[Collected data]
···
//! End-to-end checks of the fit / persist / predict cycle

use tempfile::TempDir;
use ticket_assigner_core::{
    normalize, AssignerError, ForestParams, Labels, Pipeline, PipelineConfig, PersistedModel,
    TrainingSummary, HASH_FILE_NAME, MODEL_FILE_NAME,
};

fn scenario_rows(repeats: usize) -> (Vec<String>, Vec<String>) {
    let alice = normalize(
        "Fix login bug",
        "Users cannot log in",
        &Labels::from(&["bug", "auth"][..]),
    );
    let bob = normalize(
        "Add dark mode",
        "UI theme request",
        &Labels::from(&["feature", "ui"][..]),
    );

    let mut docs = Vec::new();
    let mut labels = Vec::new();
    for _ in 0..repeats {
        docs.push(alice.clone());
        labels.push("alice".to_string());
        docs.push(bob.clone());
        labels.push("bob".to_string());
    }
    (docs, labels)
}

fn config(n_trees: usize, seed: u64) -> PipelineConfig {
    PipelineConfig {
        forest: ForestParams {
            n_trees,
            seed,
            ..ForestParams::default()
        },
        l2_normalize: true,
    }
}

fn trained(n_trees: usize, seed: u64) -> Pipeline {
    let (docs, labels) = scenario_rows(10);
    let mut pipeline = Pipeline::new(config(n_trees, seed));
    pipeline.fit(&docs, &labels).unwrap();
    pipeline
}

#[test]
fn test_training_beats_chance_on_held_out_rows() {
    let (docs, labels) = scenario_rows(10);
    let (train_docs, test_docs) = docs.split_at(16);
    let (train_labels, test_labels) = labels.split_at(16);

    let mut pipeline = Pipeline::new(config(25, 42));
    pipeline.fit(train_docs, train_labels).unwrap();

    let accuracy = pipeline.score(test_docs, test_labels).unwrap();
    assert!(accuracy > 0.5, "accuracy {accuracy} not above chance");
}

#[test]
fn test_login_ticket_goes_to_alice() {
    let pipeline = trained(25, 42);
    let text = normalize(
        "Fix login bug",
        "Users cannot log in",
        &Labels::from(&["bug", "auth"][..]),
    );
    assert_eq!(pipeline.predict(&text).unwrap(), "alice");
}

#[test]
fn test_scalar_labels_end_the_feature_text() {
    let text = normalize("", "", &Labels::Scalar("not-a-list".to_string()));
    assert!(text.ends_with("not-a-list"));

    let pipeline = trained(10, 42);
    assert!(pipeline.predict(&text).is_ok());
}

#[test]
fn test_empty_ticket_still_gets_an_assignee() {
    let pipeline = trained(25, 42);
    let text = normalize("", "", &Labels::default());
    assert_eq!(text, "  ");

    let assignee = pipeline.predict(&text).unwrap();
    assert!(pipeline.labels().iter().any(|l| l == assignee));
    assert_eq!(assignee, pipeline.predict("qzx unseen words").unwrap());
}

#[test]
fn test_empty_ticket_follows_the_all_zero_path_not_the_majority() {
    // An all-zero vector goes left at every split. When both words split the
    // root perfectly, the lower index ("login") wins and its zero side holds
    // bob's rows, so bob is predicted even though alice is the majority.
    let mut docs = Vec::new();
    let mut labels = Vec::new();
    for _ in 0..30 {
        docs.push(normalize("login", "", &Labels::default()));
        labels.push("alice");
    }
    for _ in 0..5 {
        docs.push(normalize("theme", "", &Labels::default()));
        labels.push("bob");
    }

    let mut pipeline = Pipeline::new(PipelineConfig {
        forest: ForestParams {
            n_trees: 25,
            max_features: Some(2),
            ..ForestParams::default()
        },
        l2_normalize: true,
    });
    pipeline.fit(&docs, &labels).unwrap();

    let empty = normalize("", "", &Labels::default());
    assert_eq!(pipeline.predict(&empty).unwrap(), "bob");

    let fractions = pipeline.vote_fractions(&empty).unwrap();
    assert_eq!(fractions[1].0, "bob");
    assert!(fractions[1].1 > 0.5);
}

#[test]
fn test_sparse_corpus_of_thousands_trains_quickly() {
    let docs: Vec<String> = (0..3000)
        .map(|i| format!("shared w{i} x{}", i / 2))
        .collect();
    let labels: Vec<String> = (0..3000).map(|i| format!("user{}", i % 3)).collect();

    let started = std::time::Instant::now();
    let mut pipeline = Pipeline::new(config(8, 42));
    pipeline.fit(&docs, &labels).unwrap();
    let elapsed = started.elapsed();

    assert!(elapsed.as_secs() < 120, "fit took {elapsed:?}");
    assert_eq!(pipeline.tree_count(), 8);
    assert_eq!(pipeline.vocabulary_size(), 1 + 3000 + 1500);
    assert!(pipeline.predict(&docs[1234]).is_ok());
}

#[test]
fn test_single_row_corpus_is_insufficient() {
    let mut pipeline = Pipeline::default();
    let err = pipeline
        .fit(&["Fix login bug Users cannot log in bug auth"], &["alice"])
        .unwrap_err();
    assert!(matches!(err, AssignerError::InsufficientData(_)));
    assert!(!pipeline.is_fitted());
}

#[test]
fn test_training_is_deterministic() {
    let a = trained(20, 7).to_artifact(TrainingSummary::default()).unwrap();
    let b = trained(20, 7).to_artifact(TrainingSummary::default()).unwrap();

    assert_eq!(a.vectorizer, b.vectorizer);
    assert_eq!(a.forest, b.forest);
    assert_eq!(a.metadata.model_hash, b.metadata.model_hash);
    assert_eq!(a.to_canonical_json().unwrap(), b.to_canonical_json().unwrap());
}

#[test]
fn test_parallel_and_sequential_training_agree() {
    let (docs, labels) = scenario_rows(6);
    let mut parallel = Pipeline::new(config(12, 3));
    parallel.fit(&docs, &labels).unwrap();

    let mut sequential_config = config(12, 3);
    sequential_config.forest.parallel = false;
    let mut sequential = Pipeline::new(sequential_config);
    sequential.fit(&docs, &labels).unwrap();

    let a = parallel.to_artifact(TrainingSummary::default()).unwrap();
    let b = sequential.to_artifact(TrainingSummary::default()).unwrap();
    assert_eq!(a.metadata.model_hash, b.metadata.model_hash);
}

#[test]
fn test_save_then_load_predicts_identically() {
    let pipeline = trained(30, 42);
    let dir = TempDir::new().unwrap();
    let model_path = dir.path().join(MODEL_FILE_NAME);
    let hash_path = dir.path().join(HASH_FILE_NAME);

    let artifact = pipeline
        .to_artifact(TrainingSummary {
            trained_at: 1_700_000_000,
            training_samples: 20,
            test_samples: 0,
            accuracy: Some(1.0),
        })
        .unwrap();
    artifact.save_json(&model_path).unwrap();
    artifact.write_hash_file(&hash_path).unwrap();

    let loaded = PersistedModel::load_json(&model_path).unwrap();
    loaded.verify_hash_file(&hash_path).unwrap();
    assert_eq!(loaded.metadata.accuracy, Some(1.0));

    let restored = Pipeline::load(&model_path).unwrap();
    let queries = [
        "Fix login bug Users cannot log in bug auth",
        "Add dark mode UI theme request feature ui",
        "login theme",
        "completely unrelated words",
        "",
    ];
    for text in queries {
        assert_eq!(pipeline.predict(text).unwrap(), restored.predict(text).unwrap());
    }
    assert_eq!(restored.labels(), pipeline.labels());
    assert_eq!(restored.vocabulary_size(), pipeline.vocabulary_size());
}

#[test]
fn test_corrupted_artifact_fails_to_load() {
    let pipeline = trained(5, 42);
    let dir = TempDir::new().unwrap();
    let model_path = dir.path().join(MODEL_FILE_NAME);

    let mut artifact = pipeline.to_artifact(TrainingSummary::default()).unwrap();
    artifact.forest.trees[0].nodes[0].threshold += 1.0;
    artifact.save_json(&model_path).unwrap();

    assert!(matches!(
        Pipeline::load(&model_path),
        Err(AssignerError::HashMismatch { .. })
    ));
}

#[test]
fn test_predict_is_idempotent() {
    let pipeline = trained(15, 42);
    let first = pipeline.predict("login dark").unwrap().to_string();
    for _ in 0..10 {
        assert_eq!(pipeline.predict("login dark").unwrap(), first);
    }
}

#[test]
fn test_vote_fractions_cover_all_labels() {
    let pipeline = trained(20, 42);
    let fractions = pipeline
        .vote_fractions("Fix login bug Users cannot log in bug auth")
        .unwrap();

    assert_eq!(fractions.len(), 2);
    assert_eq!(fractions[0].0, "alice");
    assert_eq!(fractions[0].1, 1.0);
    let total: f64 = fractions.iter().map(|(_, f)| f).sum();
    assert!((total - 1.0).abs() < 1e-12);
}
···
DIRECTIONS FOR THIS TASK ->
Would you count the lines in the data that contain the word "PersistedModel" and state only the number?

WORKED SOLUTION ->
2